[Saved entries]
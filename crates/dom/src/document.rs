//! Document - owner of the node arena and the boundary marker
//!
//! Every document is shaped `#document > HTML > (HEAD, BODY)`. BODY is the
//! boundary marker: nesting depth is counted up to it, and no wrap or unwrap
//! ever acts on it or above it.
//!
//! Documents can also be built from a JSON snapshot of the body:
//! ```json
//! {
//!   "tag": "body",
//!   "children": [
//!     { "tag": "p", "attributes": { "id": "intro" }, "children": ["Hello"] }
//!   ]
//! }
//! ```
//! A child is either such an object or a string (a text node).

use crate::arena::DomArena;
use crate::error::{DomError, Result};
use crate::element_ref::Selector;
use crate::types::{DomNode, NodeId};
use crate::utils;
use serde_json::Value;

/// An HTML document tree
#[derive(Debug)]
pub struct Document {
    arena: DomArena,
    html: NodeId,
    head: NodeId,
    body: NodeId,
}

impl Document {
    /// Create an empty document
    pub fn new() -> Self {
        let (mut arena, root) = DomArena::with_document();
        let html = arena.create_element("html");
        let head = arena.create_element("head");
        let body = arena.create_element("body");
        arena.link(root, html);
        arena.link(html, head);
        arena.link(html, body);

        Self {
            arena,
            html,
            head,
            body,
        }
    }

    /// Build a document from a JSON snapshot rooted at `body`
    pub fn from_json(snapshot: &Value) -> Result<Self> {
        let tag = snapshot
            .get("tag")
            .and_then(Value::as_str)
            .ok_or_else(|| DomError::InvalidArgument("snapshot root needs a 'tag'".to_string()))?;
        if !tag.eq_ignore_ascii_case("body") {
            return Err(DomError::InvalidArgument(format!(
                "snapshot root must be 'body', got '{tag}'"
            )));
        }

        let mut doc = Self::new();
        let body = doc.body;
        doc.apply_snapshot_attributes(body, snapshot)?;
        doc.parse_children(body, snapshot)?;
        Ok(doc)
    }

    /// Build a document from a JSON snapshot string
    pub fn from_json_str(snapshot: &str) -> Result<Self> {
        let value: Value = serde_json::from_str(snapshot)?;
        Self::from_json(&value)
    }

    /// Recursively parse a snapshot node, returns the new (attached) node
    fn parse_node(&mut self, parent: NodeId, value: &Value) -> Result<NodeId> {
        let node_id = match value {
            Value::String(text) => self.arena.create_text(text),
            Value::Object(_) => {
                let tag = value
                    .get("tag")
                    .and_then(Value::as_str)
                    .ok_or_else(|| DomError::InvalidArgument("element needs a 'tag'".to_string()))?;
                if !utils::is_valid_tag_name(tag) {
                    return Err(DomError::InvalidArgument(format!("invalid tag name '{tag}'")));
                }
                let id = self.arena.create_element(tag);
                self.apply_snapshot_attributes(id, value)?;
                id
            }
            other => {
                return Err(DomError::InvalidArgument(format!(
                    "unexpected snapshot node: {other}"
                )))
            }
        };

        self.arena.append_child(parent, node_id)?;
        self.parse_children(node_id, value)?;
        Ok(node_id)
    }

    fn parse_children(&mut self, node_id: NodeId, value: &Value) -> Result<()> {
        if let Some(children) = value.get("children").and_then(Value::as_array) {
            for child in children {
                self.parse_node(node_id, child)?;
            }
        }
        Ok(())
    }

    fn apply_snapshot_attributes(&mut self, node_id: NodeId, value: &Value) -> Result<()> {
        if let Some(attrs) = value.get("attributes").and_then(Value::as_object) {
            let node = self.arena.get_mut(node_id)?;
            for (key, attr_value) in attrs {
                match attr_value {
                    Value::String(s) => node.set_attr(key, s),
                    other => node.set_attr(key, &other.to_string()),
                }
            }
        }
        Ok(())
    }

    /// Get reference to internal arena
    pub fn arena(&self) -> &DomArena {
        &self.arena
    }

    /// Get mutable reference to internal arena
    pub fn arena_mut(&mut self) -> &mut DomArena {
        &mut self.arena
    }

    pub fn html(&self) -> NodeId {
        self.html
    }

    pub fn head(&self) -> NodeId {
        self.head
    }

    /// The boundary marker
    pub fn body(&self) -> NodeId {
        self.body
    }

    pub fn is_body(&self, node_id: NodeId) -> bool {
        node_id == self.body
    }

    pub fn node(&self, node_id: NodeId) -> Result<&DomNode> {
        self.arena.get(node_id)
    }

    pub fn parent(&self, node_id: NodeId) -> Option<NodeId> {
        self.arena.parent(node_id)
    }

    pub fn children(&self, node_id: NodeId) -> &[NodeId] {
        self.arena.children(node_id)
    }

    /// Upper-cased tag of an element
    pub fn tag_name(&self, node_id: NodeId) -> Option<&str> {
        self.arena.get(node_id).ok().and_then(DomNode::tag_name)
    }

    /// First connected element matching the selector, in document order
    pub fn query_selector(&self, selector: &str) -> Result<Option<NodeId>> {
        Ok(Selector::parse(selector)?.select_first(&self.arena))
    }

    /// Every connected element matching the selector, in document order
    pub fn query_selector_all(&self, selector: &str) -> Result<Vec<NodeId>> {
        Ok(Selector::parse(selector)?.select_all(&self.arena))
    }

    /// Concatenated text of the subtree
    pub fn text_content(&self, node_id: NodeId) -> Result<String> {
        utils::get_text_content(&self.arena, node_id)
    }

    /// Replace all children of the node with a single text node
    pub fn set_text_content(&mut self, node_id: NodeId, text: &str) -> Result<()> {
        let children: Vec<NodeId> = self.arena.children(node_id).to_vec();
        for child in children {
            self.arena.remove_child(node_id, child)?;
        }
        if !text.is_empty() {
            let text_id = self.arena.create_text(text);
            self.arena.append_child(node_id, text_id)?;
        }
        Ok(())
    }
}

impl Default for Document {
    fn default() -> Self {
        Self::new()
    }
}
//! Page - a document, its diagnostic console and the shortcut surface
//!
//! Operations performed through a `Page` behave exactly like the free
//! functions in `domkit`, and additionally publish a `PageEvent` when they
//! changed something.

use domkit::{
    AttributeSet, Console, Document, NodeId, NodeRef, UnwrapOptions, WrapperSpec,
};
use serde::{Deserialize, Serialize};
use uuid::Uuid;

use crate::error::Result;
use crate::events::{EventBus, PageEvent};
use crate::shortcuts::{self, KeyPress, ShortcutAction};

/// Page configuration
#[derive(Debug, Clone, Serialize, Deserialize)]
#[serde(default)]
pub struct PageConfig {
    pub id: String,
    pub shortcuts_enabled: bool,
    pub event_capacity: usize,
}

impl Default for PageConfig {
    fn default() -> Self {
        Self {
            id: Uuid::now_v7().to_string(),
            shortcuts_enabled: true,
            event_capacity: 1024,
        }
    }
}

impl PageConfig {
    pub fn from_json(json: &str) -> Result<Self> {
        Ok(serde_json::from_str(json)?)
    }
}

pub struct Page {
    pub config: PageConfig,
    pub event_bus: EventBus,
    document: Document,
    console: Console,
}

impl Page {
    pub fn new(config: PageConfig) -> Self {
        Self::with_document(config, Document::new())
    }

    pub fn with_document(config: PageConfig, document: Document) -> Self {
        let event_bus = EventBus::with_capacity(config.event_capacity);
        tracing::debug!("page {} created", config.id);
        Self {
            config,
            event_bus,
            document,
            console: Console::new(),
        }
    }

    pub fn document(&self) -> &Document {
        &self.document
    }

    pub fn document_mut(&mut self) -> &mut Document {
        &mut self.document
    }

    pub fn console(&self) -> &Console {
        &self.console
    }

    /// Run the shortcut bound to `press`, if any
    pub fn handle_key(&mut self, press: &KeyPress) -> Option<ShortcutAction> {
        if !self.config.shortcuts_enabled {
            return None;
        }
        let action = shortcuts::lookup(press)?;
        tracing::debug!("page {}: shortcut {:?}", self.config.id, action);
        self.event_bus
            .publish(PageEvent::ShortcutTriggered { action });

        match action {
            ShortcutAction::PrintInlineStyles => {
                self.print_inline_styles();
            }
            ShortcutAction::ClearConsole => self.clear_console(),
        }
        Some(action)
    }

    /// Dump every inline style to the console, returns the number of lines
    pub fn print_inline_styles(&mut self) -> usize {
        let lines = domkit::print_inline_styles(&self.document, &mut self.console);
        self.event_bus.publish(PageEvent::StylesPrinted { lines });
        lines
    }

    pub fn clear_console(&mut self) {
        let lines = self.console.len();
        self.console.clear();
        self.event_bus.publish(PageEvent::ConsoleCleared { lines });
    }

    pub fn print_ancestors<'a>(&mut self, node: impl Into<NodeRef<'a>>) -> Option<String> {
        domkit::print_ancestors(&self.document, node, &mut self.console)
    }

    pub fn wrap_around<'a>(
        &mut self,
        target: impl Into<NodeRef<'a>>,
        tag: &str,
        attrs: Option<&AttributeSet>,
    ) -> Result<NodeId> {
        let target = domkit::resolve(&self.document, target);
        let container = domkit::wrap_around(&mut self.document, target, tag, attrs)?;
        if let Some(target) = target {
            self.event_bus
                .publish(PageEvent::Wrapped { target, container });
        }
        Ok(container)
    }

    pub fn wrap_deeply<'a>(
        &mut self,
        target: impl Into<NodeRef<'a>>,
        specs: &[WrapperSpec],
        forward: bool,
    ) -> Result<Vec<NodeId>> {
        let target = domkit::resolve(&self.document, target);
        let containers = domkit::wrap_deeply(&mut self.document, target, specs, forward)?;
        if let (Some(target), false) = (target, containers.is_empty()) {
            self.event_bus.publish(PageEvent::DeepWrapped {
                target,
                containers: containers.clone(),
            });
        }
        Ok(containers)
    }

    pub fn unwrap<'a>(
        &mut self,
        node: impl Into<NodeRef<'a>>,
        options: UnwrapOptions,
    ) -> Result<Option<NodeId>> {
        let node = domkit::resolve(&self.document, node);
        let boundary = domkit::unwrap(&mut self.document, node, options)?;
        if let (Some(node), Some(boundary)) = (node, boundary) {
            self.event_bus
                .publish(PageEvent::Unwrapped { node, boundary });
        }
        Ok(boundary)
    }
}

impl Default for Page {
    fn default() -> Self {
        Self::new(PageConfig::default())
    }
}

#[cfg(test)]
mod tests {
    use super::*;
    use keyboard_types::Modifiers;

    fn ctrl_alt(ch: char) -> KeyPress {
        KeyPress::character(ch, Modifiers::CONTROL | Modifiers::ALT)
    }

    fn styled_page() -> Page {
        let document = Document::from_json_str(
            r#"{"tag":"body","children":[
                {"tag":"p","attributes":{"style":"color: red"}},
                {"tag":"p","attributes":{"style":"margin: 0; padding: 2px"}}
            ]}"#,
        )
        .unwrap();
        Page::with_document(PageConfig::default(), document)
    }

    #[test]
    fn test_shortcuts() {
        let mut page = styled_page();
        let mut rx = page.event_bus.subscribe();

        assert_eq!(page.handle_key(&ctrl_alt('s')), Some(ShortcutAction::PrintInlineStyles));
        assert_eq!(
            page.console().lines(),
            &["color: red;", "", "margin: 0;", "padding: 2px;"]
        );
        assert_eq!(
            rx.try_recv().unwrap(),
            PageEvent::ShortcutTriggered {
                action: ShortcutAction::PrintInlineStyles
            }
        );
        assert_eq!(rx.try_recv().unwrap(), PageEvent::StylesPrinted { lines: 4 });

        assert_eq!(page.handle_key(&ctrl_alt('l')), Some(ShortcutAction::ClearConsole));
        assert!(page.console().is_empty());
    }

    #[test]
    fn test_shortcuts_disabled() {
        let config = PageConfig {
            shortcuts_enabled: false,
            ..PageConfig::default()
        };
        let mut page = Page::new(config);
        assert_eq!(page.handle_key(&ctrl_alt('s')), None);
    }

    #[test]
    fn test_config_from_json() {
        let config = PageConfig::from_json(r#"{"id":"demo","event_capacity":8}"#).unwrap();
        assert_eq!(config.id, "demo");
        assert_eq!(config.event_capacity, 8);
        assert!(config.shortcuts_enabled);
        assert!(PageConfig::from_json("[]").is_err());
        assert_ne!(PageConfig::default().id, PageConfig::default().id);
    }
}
==
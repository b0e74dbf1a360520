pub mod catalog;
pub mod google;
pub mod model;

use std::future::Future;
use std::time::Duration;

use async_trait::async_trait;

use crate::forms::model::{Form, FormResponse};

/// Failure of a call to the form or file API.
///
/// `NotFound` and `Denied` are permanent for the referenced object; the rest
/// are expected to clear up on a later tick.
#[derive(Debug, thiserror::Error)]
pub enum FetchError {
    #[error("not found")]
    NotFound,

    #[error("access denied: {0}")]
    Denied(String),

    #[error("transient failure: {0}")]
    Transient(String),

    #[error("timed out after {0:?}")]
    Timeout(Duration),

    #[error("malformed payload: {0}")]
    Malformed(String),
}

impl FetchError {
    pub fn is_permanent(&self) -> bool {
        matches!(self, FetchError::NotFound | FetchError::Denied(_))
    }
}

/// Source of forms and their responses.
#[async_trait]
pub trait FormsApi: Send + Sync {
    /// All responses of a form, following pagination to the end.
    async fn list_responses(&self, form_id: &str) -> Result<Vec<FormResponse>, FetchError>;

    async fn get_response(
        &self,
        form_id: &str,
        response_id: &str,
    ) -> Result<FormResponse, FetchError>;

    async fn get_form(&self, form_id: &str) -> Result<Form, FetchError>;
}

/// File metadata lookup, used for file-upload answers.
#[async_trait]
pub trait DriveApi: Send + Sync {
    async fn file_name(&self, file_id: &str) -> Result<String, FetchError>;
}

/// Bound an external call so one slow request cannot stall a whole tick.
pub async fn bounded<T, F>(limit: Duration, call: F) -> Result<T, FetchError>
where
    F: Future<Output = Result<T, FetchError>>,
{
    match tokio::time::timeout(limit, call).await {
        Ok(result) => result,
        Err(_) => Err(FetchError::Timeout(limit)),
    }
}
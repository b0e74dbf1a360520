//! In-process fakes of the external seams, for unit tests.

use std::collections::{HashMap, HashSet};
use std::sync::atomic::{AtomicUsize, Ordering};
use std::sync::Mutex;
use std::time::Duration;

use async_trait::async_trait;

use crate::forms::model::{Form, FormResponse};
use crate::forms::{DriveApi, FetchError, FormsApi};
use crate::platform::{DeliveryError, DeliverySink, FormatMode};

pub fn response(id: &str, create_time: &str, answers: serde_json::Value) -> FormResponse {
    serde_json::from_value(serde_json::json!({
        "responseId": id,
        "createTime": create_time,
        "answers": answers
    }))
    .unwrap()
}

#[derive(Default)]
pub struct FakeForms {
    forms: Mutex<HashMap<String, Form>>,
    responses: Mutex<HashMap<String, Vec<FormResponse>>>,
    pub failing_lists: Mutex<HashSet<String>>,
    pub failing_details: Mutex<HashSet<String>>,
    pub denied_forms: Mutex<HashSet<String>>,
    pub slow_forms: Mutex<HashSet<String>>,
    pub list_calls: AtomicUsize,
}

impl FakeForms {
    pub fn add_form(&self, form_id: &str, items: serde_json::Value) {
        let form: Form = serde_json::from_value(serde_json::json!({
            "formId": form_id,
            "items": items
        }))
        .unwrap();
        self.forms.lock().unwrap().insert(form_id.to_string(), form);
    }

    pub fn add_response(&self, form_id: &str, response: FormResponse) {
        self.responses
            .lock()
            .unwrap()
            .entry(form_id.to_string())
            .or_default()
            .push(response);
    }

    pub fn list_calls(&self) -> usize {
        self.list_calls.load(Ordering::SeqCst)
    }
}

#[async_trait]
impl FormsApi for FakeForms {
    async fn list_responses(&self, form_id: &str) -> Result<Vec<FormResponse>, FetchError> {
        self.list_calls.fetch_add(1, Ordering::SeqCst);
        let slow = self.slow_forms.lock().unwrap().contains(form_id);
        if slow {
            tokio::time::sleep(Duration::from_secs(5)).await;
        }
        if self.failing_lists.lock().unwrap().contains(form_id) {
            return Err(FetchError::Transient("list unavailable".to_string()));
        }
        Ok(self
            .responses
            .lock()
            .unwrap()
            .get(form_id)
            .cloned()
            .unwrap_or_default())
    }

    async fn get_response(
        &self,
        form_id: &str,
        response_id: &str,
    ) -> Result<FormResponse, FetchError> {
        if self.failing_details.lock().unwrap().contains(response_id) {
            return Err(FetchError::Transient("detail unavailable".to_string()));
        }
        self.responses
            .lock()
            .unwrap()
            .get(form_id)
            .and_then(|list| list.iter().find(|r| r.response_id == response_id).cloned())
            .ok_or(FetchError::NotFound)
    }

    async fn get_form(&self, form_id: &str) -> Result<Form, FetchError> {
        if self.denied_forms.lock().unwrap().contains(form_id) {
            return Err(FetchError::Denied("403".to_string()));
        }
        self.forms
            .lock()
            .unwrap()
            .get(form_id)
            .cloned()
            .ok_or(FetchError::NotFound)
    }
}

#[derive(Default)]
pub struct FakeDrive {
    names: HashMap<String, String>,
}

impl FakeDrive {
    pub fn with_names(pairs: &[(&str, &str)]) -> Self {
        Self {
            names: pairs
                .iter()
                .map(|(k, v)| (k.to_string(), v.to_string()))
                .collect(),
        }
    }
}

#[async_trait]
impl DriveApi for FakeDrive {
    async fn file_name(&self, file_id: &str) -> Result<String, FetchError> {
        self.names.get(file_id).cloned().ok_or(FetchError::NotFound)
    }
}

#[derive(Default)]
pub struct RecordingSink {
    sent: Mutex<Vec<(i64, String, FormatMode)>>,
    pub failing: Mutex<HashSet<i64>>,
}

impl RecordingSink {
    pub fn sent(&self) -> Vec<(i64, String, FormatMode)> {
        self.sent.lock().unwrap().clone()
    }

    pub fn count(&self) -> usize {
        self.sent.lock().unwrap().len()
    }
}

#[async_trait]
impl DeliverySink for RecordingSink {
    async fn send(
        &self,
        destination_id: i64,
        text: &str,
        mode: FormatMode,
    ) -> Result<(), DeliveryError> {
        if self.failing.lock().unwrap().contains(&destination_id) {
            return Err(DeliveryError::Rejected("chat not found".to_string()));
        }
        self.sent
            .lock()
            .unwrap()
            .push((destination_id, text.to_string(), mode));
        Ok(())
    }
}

## Action item
Look through the data above and report every line in which "demo" appears.

## Task result
        let config = PageConfig::from_json(r#"{"id":"demo","event_capacity":8}"#).unwrap();
        assert_eq!(config.id, "demo");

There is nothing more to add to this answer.